***** GIVEN ENTRIES *****

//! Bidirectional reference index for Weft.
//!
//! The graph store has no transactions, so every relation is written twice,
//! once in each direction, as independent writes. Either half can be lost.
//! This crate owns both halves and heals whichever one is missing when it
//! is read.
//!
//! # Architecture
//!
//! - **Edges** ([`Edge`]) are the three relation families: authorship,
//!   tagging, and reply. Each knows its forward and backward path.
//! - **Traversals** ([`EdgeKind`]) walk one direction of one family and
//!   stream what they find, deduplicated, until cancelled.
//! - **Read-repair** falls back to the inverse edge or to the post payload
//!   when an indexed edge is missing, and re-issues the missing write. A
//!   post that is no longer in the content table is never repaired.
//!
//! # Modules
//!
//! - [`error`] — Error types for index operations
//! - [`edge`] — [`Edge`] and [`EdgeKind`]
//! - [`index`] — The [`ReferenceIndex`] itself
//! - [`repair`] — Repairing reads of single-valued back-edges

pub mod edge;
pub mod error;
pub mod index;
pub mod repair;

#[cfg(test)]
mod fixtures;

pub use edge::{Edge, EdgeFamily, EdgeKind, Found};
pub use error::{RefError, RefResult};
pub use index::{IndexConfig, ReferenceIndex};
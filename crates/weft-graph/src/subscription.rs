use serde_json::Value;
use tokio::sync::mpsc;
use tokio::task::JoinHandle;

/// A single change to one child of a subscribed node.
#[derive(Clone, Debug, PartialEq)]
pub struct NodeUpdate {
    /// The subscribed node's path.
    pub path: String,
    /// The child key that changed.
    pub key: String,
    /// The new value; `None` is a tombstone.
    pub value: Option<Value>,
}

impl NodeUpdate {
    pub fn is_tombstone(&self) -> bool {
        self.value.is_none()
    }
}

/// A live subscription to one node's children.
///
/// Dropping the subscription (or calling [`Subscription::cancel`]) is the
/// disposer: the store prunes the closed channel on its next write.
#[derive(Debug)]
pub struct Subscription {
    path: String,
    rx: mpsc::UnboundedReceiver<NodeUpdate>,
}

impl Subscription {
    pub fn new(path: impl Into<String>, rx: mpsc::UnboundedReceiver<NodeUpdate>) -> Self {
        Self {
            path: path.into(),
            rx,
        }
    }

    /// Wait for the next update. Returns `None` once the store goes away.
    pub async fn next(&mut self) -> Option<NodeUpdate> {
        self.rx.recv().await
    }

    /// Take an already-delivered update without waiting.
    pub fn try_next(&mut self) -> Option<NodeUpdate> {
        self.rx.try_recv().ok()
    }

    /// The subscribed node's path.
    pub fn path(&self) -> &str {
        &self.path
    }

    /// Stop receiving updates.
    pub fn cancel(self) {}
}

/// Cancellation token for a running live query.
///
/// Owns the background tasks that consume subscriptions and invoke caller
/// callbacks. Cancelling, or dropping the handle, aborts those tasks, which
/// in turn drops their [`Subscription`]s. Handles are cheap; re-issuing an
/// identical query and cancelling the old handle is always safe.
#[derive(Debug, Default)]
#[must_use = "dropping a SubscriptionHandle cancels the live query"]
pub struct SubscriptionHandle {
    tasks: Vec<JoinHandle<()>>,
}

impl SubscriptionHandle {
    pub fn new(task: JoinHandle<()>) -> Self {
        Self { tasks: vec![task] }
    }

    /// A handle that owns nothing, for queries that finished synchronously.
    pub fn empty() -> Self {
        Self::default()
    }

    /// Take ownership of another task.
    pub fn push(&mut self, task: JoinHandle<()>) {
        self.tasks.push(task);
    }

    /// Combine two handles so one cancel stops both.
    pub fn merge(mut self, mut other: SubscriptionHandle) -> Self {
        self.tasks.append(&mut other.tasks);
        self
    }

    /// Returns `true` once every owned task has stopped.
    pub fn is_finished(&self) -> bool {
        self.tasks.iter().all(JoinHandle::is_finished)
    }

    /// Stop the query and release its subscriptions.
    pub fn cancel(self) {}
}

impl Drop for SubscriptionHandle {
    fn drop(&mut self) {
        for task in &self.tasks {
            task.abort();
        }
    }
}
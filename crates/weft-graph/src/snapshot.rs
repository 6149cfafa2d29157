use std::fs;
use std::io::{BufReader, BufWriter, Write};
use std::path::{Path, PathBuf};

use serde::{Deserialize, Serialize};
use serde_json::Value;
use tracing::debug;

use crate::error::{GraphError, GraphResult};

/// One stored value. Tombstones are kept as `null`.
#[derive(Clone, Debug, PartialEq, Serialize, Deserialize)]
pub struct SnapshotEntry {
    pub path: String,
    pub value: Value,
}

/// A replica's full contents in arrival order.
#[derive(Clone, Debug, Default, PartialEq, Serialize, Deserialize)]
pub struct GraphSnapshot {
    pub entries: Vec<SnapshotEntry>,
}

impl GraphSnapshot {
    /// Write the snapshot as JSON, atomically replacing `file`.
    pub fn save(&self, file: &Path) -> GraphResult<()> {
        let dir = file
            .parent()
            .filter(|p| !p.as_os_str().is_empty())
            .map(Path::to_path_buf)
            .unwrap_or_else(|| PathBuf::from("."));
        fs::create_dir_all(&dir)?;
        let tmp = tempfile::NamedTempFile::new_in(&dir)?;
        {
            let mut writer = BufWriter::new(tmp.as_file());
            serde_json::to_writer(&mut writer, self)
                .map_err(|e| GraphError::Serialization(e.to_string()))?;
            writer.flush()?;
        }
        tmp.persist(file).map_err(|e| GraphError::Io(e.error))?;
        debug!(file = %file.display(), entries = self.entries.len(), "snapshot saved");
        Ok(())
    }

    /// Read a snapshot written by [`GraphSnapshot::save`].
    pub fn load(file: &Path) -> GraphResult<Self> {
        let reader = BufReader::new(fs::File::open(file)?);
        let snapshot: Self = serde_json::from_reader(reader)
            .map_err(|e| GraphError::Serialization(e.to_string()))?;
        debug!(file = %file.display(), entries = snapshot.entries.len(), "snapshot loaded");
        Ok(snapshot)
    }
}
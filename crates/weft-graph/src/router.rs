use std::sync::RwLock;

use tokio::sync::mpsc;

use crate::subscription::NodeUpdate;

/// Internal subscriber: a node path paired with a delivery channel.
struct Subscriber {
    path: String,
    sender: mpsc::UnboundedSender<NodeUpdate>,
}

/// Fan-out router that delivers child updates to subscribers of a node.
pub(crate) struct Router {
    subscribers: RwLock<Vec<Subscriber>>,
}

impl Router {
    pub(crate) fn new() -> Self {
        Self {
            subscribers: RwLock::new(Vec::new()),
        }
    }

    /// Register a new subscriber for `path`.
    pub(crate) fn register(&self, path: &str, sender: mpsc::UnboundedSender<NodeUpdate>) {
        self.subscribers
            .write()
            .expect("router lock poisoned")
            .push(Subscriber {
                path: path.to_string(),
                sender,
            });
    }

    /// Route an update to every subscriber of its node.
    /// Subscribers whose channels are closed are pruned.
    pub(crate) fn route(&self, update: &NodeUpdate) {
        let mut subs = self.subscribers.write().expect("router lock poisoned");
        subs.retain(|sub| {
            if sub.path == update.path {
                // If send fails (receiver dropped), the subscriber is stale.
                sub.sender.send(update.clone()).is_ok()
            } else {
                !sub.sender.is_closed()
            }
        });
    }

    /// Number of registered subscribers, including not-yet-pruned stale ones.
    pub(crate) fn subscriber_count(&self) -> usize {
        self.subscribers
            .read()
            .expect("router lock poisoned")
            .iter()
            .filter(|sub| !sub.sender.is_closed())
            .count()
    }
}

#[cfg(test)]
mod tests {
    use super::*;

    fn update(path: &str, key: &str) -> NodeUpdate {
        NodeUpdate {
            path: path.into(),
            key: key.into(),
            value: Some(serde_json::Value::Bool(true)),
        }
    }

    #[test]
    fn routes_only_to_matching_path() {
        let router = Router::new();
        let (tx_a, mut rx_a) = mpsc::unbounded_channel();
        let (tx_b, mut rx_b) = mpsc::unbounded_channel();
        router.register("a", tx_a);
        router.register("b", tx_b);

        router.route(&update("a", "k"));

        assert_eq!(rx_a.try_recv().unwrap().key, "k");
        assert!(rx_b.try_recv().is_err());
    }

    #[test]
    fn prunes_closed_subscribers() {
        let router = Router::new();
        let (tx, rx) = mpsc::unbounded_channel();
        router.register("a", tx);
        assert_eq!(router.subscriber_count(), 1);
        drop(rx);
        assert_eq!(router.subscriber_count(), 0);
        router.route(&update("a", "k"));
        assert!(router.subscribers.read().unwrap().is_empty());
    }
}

*****

From the entries above, return exactly the line containing "pub fn push(&mut", the line containing "pub fn is_finished(&self)", and all lines between, and nothing else.

    pub fn push(&mut self, task: JoinHandle<()>) {
        self.tasks.push(task);
    }

    /// Combine two handles so one cancel stops both.
    pub fn merge(mut self, mut other: SubscriptionHandle) -> Self {
        self.tasks.append(&mut other.tasks);
        self
    }

    /// Returns `true` once every owned task has stopped.
    pub fn is_finished(&self) -> bool {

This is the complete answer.